M. Russell a qualifié la résolution de ridicule et a affirmé qu’il s’en moquait éperdument. Il a toutefois reconnu qu’il était préoccupé par les pressions exercées par la MMF, le COO, le gouvernement du Nunatsiavut et la Nation innue et leurs effets sur les décisions fédérales.

C’est préoccupant, oui. Mais est-ce que j’accorde de la crédibilité à cette réunion? Non. Est-ce que j’accorde du poids à leurs résolutions? Absolument pas.

– Todd Russell, président du NunatuKavut

Il a ajouté que rien ne dissuaderait la NCC de représenter son peuple et de lutter pour ses droits.

La première journée du sommet a été largement consacrée à la Nation métisse de l’Ontario (MNO), dont le COO et la MMF rejettent les revendications d’une présence historique des Métis dans toute la province. Le sommet a adopté mardi une résolution dénonçant la NMO.

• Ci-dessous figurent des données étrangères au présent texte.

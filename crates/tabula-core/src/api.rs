//! JSON request handlers.
//!
//! Handlers never fail: errors become `{"error": message}` documents.

use serde_json::{json, Value as Json};
use tabula_model::{Calculation, DatasetId, Record};
use tabula_storage::FindQuery;

use crate::datasets::DatasetService;
use crate::error::{CalcError, ErrorKind};
use crate::registry::CalculationRegistry;

const CALCULATION_NOT_FOUND: &str = "name and dataset_id combination not found";

fn error(err: &CalcError) -> Json {
    json!({ "error": err.to_string() })
}

fn calculation_json(calculation: &Calculation) -> Json {
    json!({
        "name": calculation.name,
        "formula": calculation.formula,
        "group": calculation.group,
        "state": calculation.state.as_str(),
    })
}

fn record_json(record: &Record) -> Json {
    Json::Object(
        record
            .iter()
            .map(|(k, v)| (k.clone(), v.to_json()))
            .collect(),
    )
}

#[derive(Clone, Debug)]
pub struct CalculationsController {
    calculations: CalculationRegistry,
}

impl CalculationsController {
    pub fn new(calculations: CalculationRegistry) -> Self {
        Self { calculations }
    }

    pub fn create(&self, dataset_id: &str, formula: &str, name: &str, group: Option<&str>) -> Json {
        let id = DatasetId::from(dataset_id);
        match self.calculations.create(&id, formula, name, group) {
            Ok(_) => json!({ "status": "created", "name": name, "dataset_id": dataset_id }),
            Err(err) => error(&err),
        }
    }

    pub fn delete(&self, dataset_id: &str, name: &str, group: Option<&str>) -> Json {
        let id = DatasetId::from(dataset_id);
        match self.calculations.delete(&id, name, group) {
            Ok(()) => json!({ "status": "deleted" }),
            Err(err) if err.kind() == ErrorKind::NotFound => json!({ "error": CALCULATION_NOT_FOUND }),
            Err(err) => error(&err),
        }
    }

    pub fn show(&self, dataset_id: &str) -> Json {
        match self.calculations.show(&DatasetId::from(dataset_id)) {
            Ok(calculations) => Json::Array(calculations.iter().map(calculation_json).collect()),
            Err(err) => error(&err),
        }
    }
}

#[derive(Clone, Debug)]
pub struct ObservationsController {
    datasets: DatasetService,
}

impl ObservationsController {
    pub fn new(datasets: DatasetService) -> Self {
        Self { datasets }
    }

    /// Rows of the dataset as extended JSON documents.
    pub fn find(&self, dataset_id: &str, query: &FindQuery) -> Json {
        match self.datasets.find(&DatasetId::from(dataset_id), query) {
            Ok(rows) => Json::Array(rows.iter().map(record_json).collect()),
            Err(err) => error(&err),
        }
    }

    pub fn delete(&self, dataset_id: &str, query: Option<&str>) -> Json {
        match self.datasets.delete_rows(&DatasetId::from(dataset_id), query) {
            Ok(count) => json!({ "status": "deleted", "count": count }),
            Err(err) => error(&err),
        }
    }

    pub fn summary(&self, dataset_id: &str) -> Json {
        match self.datasets.summary(&DatasetId::from(dataset_id)) {
            Ok(Some(summary)) => summary,
            Ok(None) => json!({}),
            Err(err) => error(&err),
        }
    }
}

Dans une déclaration, la NMO a accusé la FMM d’utiliser le sommet pour «déformer la vérité sur l’histoire et l’identité de la nation métisse et pour faire avancer le programme politique de la FMM», en donnant une nouvelle image à l’ensemble de la nation métisse sous le nom de «Métis de la rivière Rouge».

Cette tendance persistante à la révision de l’histoire, sans aucune possibilité de conversation en face à face avec les gouvernements des nations métisses, est tout à fait inefficace et dangereuse, et ne doit pas se poursuivre, peut-on lire dans la déclaration.

L’Indigenous Peoples Alliance of Manitoba, affiliée au Congrès des peuples autochtones – qui est également affilié à NunatuKavut – s’est jointe aux critiques.

Selon elle, la MMF «modifie régulièrement la définition des personnes qualifiées de Métis depuis son retrait du Ralliement national des Métis en septembre 2021», explique-t-elle dans un communiqué de presse publié mercredi.